This is gross. And unsolved. But also unlikely to happen again, so don’t worry about it! — Dan
The Day It Rained Blobs of Goo
If you live in the Pacific Northwest, you get used to rain. In Oakville, Washington, a small timber town of about 700 people, precipitation falls roughly 275 days out of the year. So when police officer David Lacey was on patrol on August 7, 1994, and noticed drops hitting his windshield, he didn't think much of it. He turned on his wipers and kept on driving.
But the wipers didn’t wipe. The rain — it wasn’t water. It was goo.
Lacey immediately began investigating the mystery. He pulled over at a gas station, put on gloves (safety first!), and touched the stuff. It was goopy, translucent, and viscous — not something that typically falls out of the sky. As Mental Floss reported, each blob was about half the size of a grain of rice, but — clearly — not something you should eat.
People started failling ill anyway. Lacey himself came down with fatigue and nausea. A resident named Beverly Roberts took some of the goo home for a closer look and within a day was struck with vertigo severe enough to require medical care. Another Oakvillian, Dotty Hearn, was hospitalized with dizziness and nausea. Another, Maurice Gobeil, told Unsolved Mysteries “I got sick, my wife got sick, my daughter — everybody that lived here got sick.” Per Roberts, “everybody in the whole town came down with like a flu” — including pets.
Authorities collected samples of the goo and sent them to labs for analysis. The results only deepened the mystery. As KUOW reported, “samples were eventually sent to the Washington State Departments of Ecology and Health for testing, but the agencies came up with conflicting results: Ecology said the blobs were inorganic. DOH said they were organic.” A reporter, per KUOW, sent some goo to a private lab for another analysis; that lab determined that the substance was polyacrylamide, which is used “to prevent soil erosion; as a water treatment flocculant; oil clean up; even to stabilize cosmetics.” In other words, the mystery persisted.

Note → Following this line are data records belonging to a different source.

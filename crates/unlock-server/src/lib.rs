pub mod error;
pub mod routes;
pub mod state;

use axum::routing::{delete, get, post, put};
use axum::Router;
use std::path::PathBuf;
use tower_http::cors::{Any, CorsLayer};

/// Build the axum Router with all API routes and middleware.
/// Used by `serve()` and available for integration testing.
pub fn build_router(root: PathBuf, speedup: u64) -> Router {
    let app_state = state::AppState::with_speedup(root, speedup);

    let cors = CorsLayer::new()
        .allow_origin(Any)
        .allow_methods(Any)
        .allow_headers(Any);

    Router::new()
        // Config
        .route("/api/config", get(routes::config::get_config))
        // Timing (admin)
        .route("/api/timing", get(routes::timing::get_timing))
        .route("/api/timing", put(routes::timing::put_timing))
        // Users
        .route("/api/users", post(routes::users::create_user))
        .route("/api/users/{id}", get(routes::users::get_user))
        .route("/api/users/{id}/credits", post(routes::users::grant_credits))
        // Device catalog
        .route("/api/devices", get(routes::devices::list_catalog))
        .route("/api/devices", post(routes::devices::create_catalog_entry))
        // Registration
        .route("/api/register", post(routes::devices::register_device))
        .route("/api/registered", get(routes::devices::list_registered))
        .route(
            "/api/registered/{identifier}",
            get(routes::devices::get_registered),
        )
        .route(
            "/api/registered/{identifier}/complaint",
            post(routes::tickets::file_complaint),
        )
        // Runs
        .route("/api/runs", get(routes::runs::list_runs))
        .route("/api/runs/{identifier}", post(routes::runs::start_run))
        .route("/api/runs/{identifier}", delete(routes::runs::cancel_run))
        .route(
            "/api/runs/{identifier}/events",
            get(routes::runs::run_events),
        )
        // Payments
        .route("/api/payments", get(routes::payments::list_payments))
        .route("/api/payments", post(routes::payments::create_payment))
        .route(
            "/api/payments/{id}/confirm",
            post(routes::payments::confirm_payment),
        )
        .route(
            "/api/payments/{id}/reject",
            post(routes::payments::reject_payment),
        )
        // Tickets
        .route("/api/tickets", get(routes::tickets::list_tickets))
        .route("/api/tickets", post(routes::tickets::create_ticket))
        .route("/api/tickets/{id}/close", post(routes::tickets::close_ticket))
        .layer(cors)
        .with_state(app_state)
}

/// Start the unlockhub API server.
pub async fn serve(root: PathBuf, port: u16, speedup: u64) -> anyhow::Result<()> {
    let app = build_router(root, speedup);

    let addr = format!("0.0.0.0:{port}");
    let listener = tokio::net::TcpListener::bind(&addr).await?;

    tracing::info!("unlockhub API listening on http://localhost:{port}");

    axum::serve(listener, app).await?;
    Ok(())
}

Lots of theories emerged. With one lab finding enzymes that are often found in the human digestive tract, some concluded that the blobs were concentrated waste from an airplane toilet. But the Federal Aviation Administration dismissed that theory, noting that such waste is dyed blue. Another theory suggested that the blobs were jellyfish parts — the military had been conducting bombing practice runs over the Pacific Ocean at the time, and Oakville's police chief received a tip suggesting that detonating a school of jellyfish might have sent their remains into the atmosphere — preposterous, perhaps, but so is falling goo.
To date, the mystery remains unsolved, and at this point, likely unsolvable. There are no samples left to test, and unless more goo falls from the heavens, the sky has kept its secret.
No Goo Here. Just a Free Download.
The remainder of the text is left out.